I’m thinking once again about free will again (see my previous posts here, here and here), having recently read Sue Blackmore’s Ten Zen Questions. And once again, I am baffled. Free will is something that I have been puzzling over for a long time now, and as long-term visitors to the blog will know, I’m really not entirely sure that I have such a thing. No, it’s more complicated than that, because I’m really not entirely sure that, even if I do have “free will” – as many will insist that I do – I know what kind of a thing it is that I am supposed to have, nor what kind of a difference the having or not of this thing would make. This, for me, is an experiential problem. No doubt I make choices. I wander around, I am bombarded by various sense-impressions, thoughts churn hither and thither, and then… I choose to go left or right, to have coffee or tea. But what goes on inside the black-box of my choosing, and what this has to do with the idea of “freedom”, I have absolutely no idea. And despite ploughing through a fair bit of philosophy on the subject over the years, I remain puzzled. It’s an instructive exercise, after one has chosen something, to ask (as I find myself often asking) “Did I will that choice?” And then, if the answer seems a straightforward “yes”, to ask, “But at what point did the will intervene? How do I know it was the will, and not something else?”

So leaving philosophy on one side, I have over the last few years been practising having no free will. That it to say, I have been giving up on the thought that some little homunculus in my head is responsible for directing me, and instead I have been having the thought (or the thought has been having me…) “What if my actions arise not out of some kind of personal freedom, but merely out of various interacting conditions at play in the world as a whole?” What this means, in practice, is allowing the constant internal conversation around acting and the justification of acting to subside. Because much of the time, what our minds seem to be doing is something like this: “Hmm…. those luminous green cupcakes look rather splendid. Should I have cake? It’s sure to be tasty. But it’s also not cheap. And fattening, probably. And I had a large breafkast. Then there’s that paperwork I should be filling in today, so I should get moving and head to work. Perhaps I should come back this afternoon. But what if the cakes have sold out by then? Oh, I don’t know what to do! How to decide? Maybe I should toss a coin…” and so on and so forth. The whole business is, frankly, rather exhausting. And what happens? Well, a decision eventually pops up, and I find that either a) I have sat myself down for the pleasantly luminous cupcake that I do not really need, or b) I have gone to do my paperwork like the well-behaved fellow that I really ought to be, or c) something else has happened. But I have no idea, if I am being honest, how it is that this decision has popped up, nor what it has to do with this curious notion of the “will”.

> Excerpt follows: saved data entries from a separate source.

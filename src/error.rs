use std::sync::Arc;

use serde::Serialize;
use thiserror::Error;

use crate::core::ArcStr;

/// Failure produced by a task's producer, shared by every dependent that
/// awaited it.
#[derive(Debug, Error, Clone)]
#[error(transparent)]
pub struct ProducerError(#[from] pub(crate) Arc<anyhow::Error>);

impl ProducerError {
    pub fn new(err: impl Into<anyhow::Error>) -> Self {
        Self(Arc::new(err.into()))
    }

    /// The error exactly as the producer returned it.
    pub fn inner(&self) -> &anyhow::Error {
        &self.0
    }

    pub fn downcast_ref<E>(&self) -> Option<&E>
    where
        E: std::fmt::Display + std::fmt::Debug + Send + Sync + 'static,
    {
        self.0.downcast_ref::<E>()
    }
}

impl From<anyhow::Error> for ProducerError {
    fn from(e: anyhow::Error) -> Self {
        ProducerError(Arc::new(e))
    }
}

/// Coarse classification of a [`FlowError`].
#[derive(Debug, Clone, Copy, PartialEq, Eq, Hash, Serialize)]
pub enum ErrorKind {
    NonExistentDependency,
    CyclicDependency,
    ProducerFailure,
}

impl ErrorKind {
    /// Numeric code of validation failures. Producer failures carry none.
    pub fn code(self) -> Option<u8> {
        match self {
            ErrorKind::NonExistentDependency => Some(0),
            ErrorKind::CyclicDependency => Some(1),
            ErrorKind::ProducerFailure => None,
        }
    }

    pub fn name(self) -> &'static str {
        match self {
            ErrorKind::NonExistentDependency => "Non existent dependencies",
            ErrorKind::CyclicDependency => "Cyclic dependencies",
            ErrorKind::ProducerFailure => "Producer failure",
        }
    }
}

#[derive(Debug, Error, Clone)]
pub enum FlowError {
    #[error("Non existent dependencies of '{identifier}': {}", join(.dependencies))]
    NonExistentDependency {
        identifier: ArcStr,
        dependencies: Vec<ArcStr>,
    },

    #[error("Cyclic dependencies of '{identifier}': {}", join(.cycle))]
    CyclicDependency { identifier: ArcStr, cycle: Vec<ArcStr> },

    #[error("Task '{identifier}':\n{source}")]
    Producer {
        identifier: ArcStr,
        source: ProducerError,
    },

    #[error("Task '{0}' does not exist")]
    UnknownTask(ArcStr),
}

fn join(items: &[ArcStr]) -> String {
    items
        .iter()
        .map(|item| item.as_ref())
        .collect::<Vec<_>>()
        .join(", ")
}

impl FlowError {
    pub fn kind(&self) -> ErrorKind {
        match self {
            FlowError::NonExistentDependency { .. } | FlowError::UnknownTask(_) => {
                ErrorKind::NonExistentDependency
            }
            FlowError::CyclicDependency { .. } => ErrorKind::CyclicDependency,
            FlowError::Producer { .. } => ErrorKind::ProducerFailure,
        }
    }

    pub fn code(&self) -> Option<u8> {
        self.kind().code()
    }

    pub fn name(&self) -> &'static str {
        self.kind().name()
    }

    /// The identifier whose resolution failed.
    pub fn identifier(&self) -> &str {
        match self {
            FlowError::NonExistentDependency { identifier, .. }
            | FlowError::CyclicDependency { identifier, .. }
            | FlowError::Producer { identifier, .. }
            | FlowError::UnknownTask(identifier) => identifier,
        }
    }

    /// Offending identifiers of a validation failure, empty for producer
    /// failures.
    pub fn identifiers(&self) -> &[ArcStr] {
        match self {
            FlowError::NonExistentDependency { dependencies, .. } => dependencies,
            FlowError::CyclicDependency { cycle, .. } => cycle,
            FlowError::UnknownTask(identifier) => std::slice::from_ref(identifier),
            FlowError::Producer { .. } => &[],
        }
    }

    /// The original producer failure, if this is one.
    pub fn cause(&self) -> Option<&anyhow::Error> {
        match self {
            FlowError::Producer { source, .. } => Some(source.inner()),
            _ => None,
        }
    }

    /// Flat `{kind, code, name, message, data}` view of this error.
    pub fn report(&self) -> ErrorReport {
        let data = match self {
            FlowError::Producer { source, .. } => serde_json::Value::String(source.to_string()),
            other => serde_json::Value::Array(
                other
                    .identifiers()
                    .iter()
                    .map(|id| serde_json::Value::String(id.to_string()))
                    .collect(),
            ),
        };

        ErrorReport {
            kind: self.kind(),
            code: self.code(),
            name: self.name(),
            message: self.to_string(),
            data,
        }
    }
}

/// Serializable form of a [`FlowError`].
#[derive(Debug, Clone, PartialEq, Serialize)]
pub struct ErrorReport {
    pub kind: ErrorKind,
    pub code: Option<u8>,
    pub name: &'static str,
    pub message: String,
    pub data: serde_json::Value,
}

/// Malformed list-form task declaration.
#[derive(Debug, Error, Clone, PartialEq, Eq)]
pub enum SpecError {
    #[error("Task list is empty")]
    Empty,

    #[error("Task list declares dependencies but its last entry is not a producer")]
    MissingProducer,

    #[error("Entry at position {position} must be a dependency identifier")]
    MisplacedEntry { position: usize },
}
use std::collections::HashMap;
use std::fmt::Write;

use crate::core::ArcStr;
use crate::engine::TaskExecution;
use crate::flow::FlowConfig;

/// Timing information about a single resolution.
///
/// Returned by [`Resolver::resolve_with_diagnostics`](crate::Resolver::resolve_with_diagnostics).
#[derive(Debug, Default)]
pub struct Diagnostics {
    /// Start and duration of every producer that ran.
    pub execution_times: HashMap<ArcStr, TaskExecution>,
    /// Highest number of producers that were running at the same time.
    pub peak_concurrency: usize,
}

impl Diagnostics {
    /// Renders the flow as a Mermaid diagram, color-coded by producer duration.
    ///
    /// * **Green**: Fast
    /// * **Yellow**: Moderate
    /// * **Red**: Slow
    /// * **Grey**: Never ran
    pub fn render_mermaid<T>(&self, flow: &FlowConfig<T>) -> String
    where
        T: Clone + Send + Sync + 'static,
    {
        let mut f = String::new();
        let _ = writeln!(f, "graph LR");

        let times = &self.execution_times;
        let (min_time, max_time) = times
            .values()
            .map(|t| t.duration.as_secs_f64())
            .fold(None, |acc: Option<(f64, f64)>, secs| match acc {
                None => Some((secs, secs)),
                Some((lo, hi)) => Some((lo.min(secs), hi.max(secs))),
            })
            .unwrap_or((0.0, 0.0));

        // all producers took the same time
        let span = if (max_time - min_time).abs() < f64::EPSILON {
            1.0
        } else {
            max_time - min_time
        };

        let graph = flow.graph();

        for index in graph.node_indices() {
            let id = &graph[index];
            let name = id.replace('"', "\\\"");

            let (label, color) = match times.get(id) {
                Some(exec) => {
                    let t = (exec.duration.as_secs_f64() - min_time) / span;
                    (format!("{:.2?}", exec.duration), heat(t))
                }
                None => ("Skipped".to_string(), "#D3D3D3".to_string()),
            };

            let _ = writeln!(f, "    {:?}[\"{}\\n{}\"]", index.index(), name, label);
            let _ = writeln!(f, "    style {:?} fill:{}", index.index(), color);
        }

        for edge in graph.edge_indices() {
            if let Some((source, target)) = graph.edge_endpoints(edge) {
                let _ = writeln!(f, "    {:?} --> {:?}", source.index(), target.index());
            }
        }

        f
    }
}

/// Green (0.0) through yellow (0.5) to red (1.0).
fn heat(t: f64) -> String {
    let (r, g) = if t < 0.5 {
        ((255.0 * t * 2.0) as u8, 255)
    } else {
        (255, (255.0 * (1.0 - (t - 0.5) * 2.0)) as u8)
    };

    format!("#{:02X}{:02X}00", r, g)
}

#[cfg(test)]
mod tests {
    use std::time::{Duration, Instant};

    use super::*;

    fn execution(start: Instant, millis: u64) -> TaskExecution {
        TaskExecution {
            start,
            duration: Duration::from_millis(millis),
        }
    }

    #[test]
    fn heat_endpoints() {
        assert_eq!(heat(0.0), "#00FF00");
        assert_eq!(heat(0.5), "#FFFF00");
        assert_eq!(heat(1.0), "#FF0000");
    }

    #[test]
    fn mermaid_marks_skipped_tasks() {
        let mut flow = FlowConfig::<u32>::new();
        flow.task("a").value(1);
        flow.task("b").depends_on(["a"]).run(|deps| Ok(deps["a"] + 1));

        let mut diagnostics = Diagnostics::default();
        diagnostics
            .execution_times
            .insert("a".into(), execution(Instant::now(), 2));

        let rendered = diagnostics.render_mermaid(&flow);
        assert!(rendered.contains("0[\"a\\n2.00ms\"]"));
        assert!(rendered.contains("1[\"b\\nSkipped\"]"));
        assert!(rendered.contains("0 --> 1"));
    }
}
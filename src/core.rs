use std::collections::{BTreeMap, HashMap};
use std::num::NonZeroUsize;
use std::ops::Index;

/// Atomic reference-counted string type used for identifiers.
pub type ArcStr = std::sync::Arc<str>;

/// Upper bound on how many producers may run at the same time during a single
/// resolution.
///
/// Anything that is not a positive integer means there is no bound, so
/// `Concurrency::from(0)` and `Concurrency::from_raw(-3)` are both
/// [`Concurrency::Unbounded`].
#[derive(Debug, Clone, Copy, PartialEq, Eq, Default)]
pub enum Concurrency {
    /// Only dependency order constrains when producers start.
    #[default]
    Unbounded,
    /// At most `n` producers are running at any time.
    Limited(NonZeroUsize),
}

impl Concurrency {
    /// At most `n` producers at a time, unbounded when `n` is zero.
    pub fn limited(n: usize) -> Self {
        NonZeroUsize::new(n).map_or(Concurrency::Unbounded, Concurrency::Limited)
    }

    /// Interpret an untrusted signed value, treating non-positive input as
    /// unbounded.
    pub fn from_raw(n: i64) -> Self {
        usize::try_from(n).map_or(Concurrency::Unbounded, Concurrency::limited)
    }

    pub(crate) fn permits(self) -> usize {
        match self {
            Concurrency::Unbounded => usize::MAX,
            Concurrency::Limited(n) => n.get(),
        }
    }
}

impl From<usize> for Concurrency {
    fn from(n: usize) -> Self {
        Concurrency::limited(n)
    }
}

impl From<NonZeroUsize> for Concurrency {
    fn from(n: NonZeroUsize) -> Self {
        Concurrency::Limited(n)
    }
}

impl From<Option<usize>> for Concurrency {
    fn from(n: Option<usize>) -> Self {
        n.map_or(Concurrency::Unbounded, Concurrency::limited)
    }
}

/// Resolved values of the dependencies a task declared, handed to its
/// producer.
#[derive(Debug, Clone)]
pub struct Deps<T> {
    pub(crate) values: HashMap<ArcStr, T>,
}

impl<T> Deps<T> {
    pub(crate) fn empty() -> Self {
        Self {
            values: HashMap::new(),
        }
    }

    pub fn get(&self, id: &str) -> Option<&T> {
        self.values.get(id)
    }

    pub fn len(&self) -> usize {
        self.values.len()
    }

    pub fn is_empty(&self) -> bool {
        self.values.is_empty()
    }

    pub fn iter(&self) -> impl Iterator<Item = (&str, &T)> {
        self.values.iter().map(|(k, v)| (k.as_ref(), v))
    }

    pub fn into_inner(self) -> HashMap<ArcStr, T> {
        self.values
    }
}

impl<T> Index<&str> for Deps<T> {
    type Output = T;

    /// # Panics
    /// When `id` was not declared as a dependency of the task.
    fn index(&self, id: &str) -> &T {
        match self.values.get(id) {
            Some(value) => value,
            None => panic!("'{id}' is not a declared dependency"),
        }
    }
}

/// The final identifier to value mapping of a successful resolution.
#[derive(Debug, Clone, PartialEq)]
pub struct Results<T> {
    pub(crate) values: BTreeMap<ArcStr, T>,
}

impl<T> Results<T> {
    pub fn get(&self, id: &str) -> Option<&T> {
        self.values.get(id)
    }

    pub fn contains(&self, id: &str) -> bool {
        self.values.contains_key(id)
    }

    pub fn len(&self) -> usize {
        self.values.len()
    }

    pub fn is_empty(&self) -> bool {
        self.values.is_empty()
    }

    pub fn iter(&self) -> impl Iterator<Item = (&str, &T)> {
        self.values.iter().map(|(k, v)| (k.as_ref(), v))
    }

    pub fn into_inner(self) -> BTreeMap<ArcStr, T> {
        self.values
    }
}

impl<T> Index<&str> for Results<T> {
    type Output = T;

    /// # Panics
    /// When `id` was not part of the resolution.
    fn index(&self, id: &str) -> &T {
        match self.values.get(id) {
            Some(value) => value,
            None => panic!("'{id}' was not resolved"),
        }
    }
}

impl<T> IntoIterator for Results<T> {
    type Item = (ArcStr, T);
    type IntoIter = std::collections::btree_map::IntoIter<ArcStr, T>;

    fn into_iter(self) -> Self::IntoIter {
        self.values.into_iter()
    }
}

#[cfg(test)]
mod tests {
    use super::*;

    #[test]
    fn non_positive_concurrency_is_unbounded() {
        assert_eq!(Concurrency::from(0usize), Concurrency::Unbounded);
        assert_eq!(Concurrency::from_raw(0), Concurrency::Unbounded);
        assert_eq!(Concurrency::from_raw(-4), Concurrency::Unbounded);
        assert_eq!(Concurrency::from(None), Concurrency::Unbounded);
        assert_eq!(Concurrency::default(), Concurrency::Unbounded);
    }

    #[test]
    fn positive_concurrency_is_limited() {
        assert_eq!(Concurrency::from_raw(3).permits(), 3);
        assert_eq!(Concurrency::from(Some(2usize)).permits(), 2);
        assert_eq!(Concurrency::Unbounded.permits(), usize::MAX);
    }
}
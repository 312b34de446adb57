// Hardware abstraction for the 4WD base
//
// Provides:
// - Direction-only drivetrain, ultrasonic rangefinder, and status LED traits
// - Simulated backends for bench runs and tests
// - Serial GPIO bridge to a companion microcontroller that owns the pins

pub mod bridge;
pub mod sim;

use serde::{Deserialize, Serialize};

pub use bridge::GpioBridge;
pub use sim::{SimDrivetrain, SimEchoPins, SimIndicator, SimRangefinder};

/// Per-side drive state. The H-bridge enable pins are not wired, so a side
/// is either at full speed in one direction or stopped.
#[derive(Debug, Clone, Copy, PartialEq, Eq, Serialize, Deserialize, Default)]
#[serde(rename_all = "snake_case")]
pub enum Direction {
    Forward,
    Backward,
    #[default]
    Stop,
}

impl Direction {
    /// Map a signed direction intent onto a pin pattern, treating
    /// `|value| <= deadband` as stop
    pub fn from_intent(value: i32, deadband: i32) -> Self {
        if value > deadband {
            Direction::Forward
        } else if value < -deadband {
            Direction::Backward
        } else {
            Direction::Stop
        }
    }

    /// (IN1, IN2) levels for this direction
    pub fn pin_levels(self) -> (bool, bool) {
        match self {
            Direction::Forward => (true, false),
            Direction::Backward => (false, true),
            Direction::Stop => (false, false),
        }
    }
}

/// Errors talking to real hardware
#[derive(Debug, thiserror::Error)]
pub enum HardwareError {
    #[error("Serial port error: {0}")]
    Serial(#[from] serialport::Error),

    #[error("IO error: {0}")]
    Io(#[from] std::io::Error),

    #[error("Timeout waiting for bridge response to 0x{instruction:02X}")]
    Timeout { instruction: u8 },

    #[error("Invalid bridge response: {0}")]
    InvalidResponse(String),

    #[error("Checksum mismatch in bridge response")]
    ChecksumMismatch,

    #[error("Bridge returned error status: 0x{0:02X}")]
    Status(u8),
}

/// Raw echo measurement failure. Non-fatal: callers fall back to the last good reading.
#[derive(Debug, Clone, Copy, PartialEq, Eq, thiserror::Error)]
pub enum SensorTimeout {
    #[error("Timed out waiting for echo to start")]
    EchoStart,

    #[error("Timed out waiting for echo to end")]
    EchoEnd,
}

/// Left/right drivetrain with independent direction setters
pub trait MotorDriver: Send {
    fn set_left(&mut self, direction: Direction) -> Result<(), HardwareError>;

    fn set_right(&mut self, direction: Direction) -> Result<(), HardwareError>;

    /// Set both sides. Backends that can apply both in one write override this.
    fn set_both(&mut self, left: Direction, right: Direction) -> Result<(), HardwareError> {
        self.set_left(left)?;
        self.set_right(right)
    }
}

/// A rangefinder that fires one ping and reports the raw distance in cm
pub trait UltrasonicRangefinder: Send {
    fn trigger_and_measure(&mut self) -> Result<f32, SensorTimeout>;
}

/// Trigger/echo pin pair plus the microsecond clock used to time the echo
pub trait EchoPins: Send {
    fn set_trigger(&mut self, high: bool);

    fn echo_is_high(&mut self) -> bool;

    fn delay_us(&mut self, us: u32);

    fn now_us(&mut self) -> u64;
}

/// On/off "connected and ready" status LED
pub trait ReadyIndicator: Send {
    fn set_ready(&mut self, on: bool);
}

As I’ve thought about this, I’ve become less and less sure what useful role this kind of internal monologue serves. And the more time goes on, the more I am beginning to think that it’s main function is perhaps to justify those things that I really ought not do. That is to say, when I catch this little mental subroutine doing its thing, and when I just stop myself and say, “OK, forget all this to-ing and fro-ing, and all this ‘I-must-make-a-decision-ing’. Let’s just see what I do next …”, then – perhaps rather curiously – what I do next is often the thing I really ought to do.

The fear is that – if we give up on the idea of this internal decision-maker – somehow we will be giving up on ethics. As I have suggested before, this may just be an internalisation of the idea that without God there is no ethics, with the little decision-making homunculus becoming a kind of internal god directing the whole show. But as time goes on, I have a greater trust in the wisdom of decisions that arise in this “Let’s just see what I do next…” way, than I do in the kinds of decisions that arise in this “Let’s just work out what I ought to do next…” way. This little, insistent subroutine often seems to be decidedly deficient in wisdom, whereas, when I surrender things to my organism as a whole, whilst I’m not exactly coursing in streams of wisdom of unparalleled depth, it seems that there are more resources available to inform whatever choosing I am involved in at that moment, that I am more open to the world as a whole, and that the decisions that arise as if by their own accord are correspondingly rather better informed, rather more elegant and skilful, and just a little bit wiser.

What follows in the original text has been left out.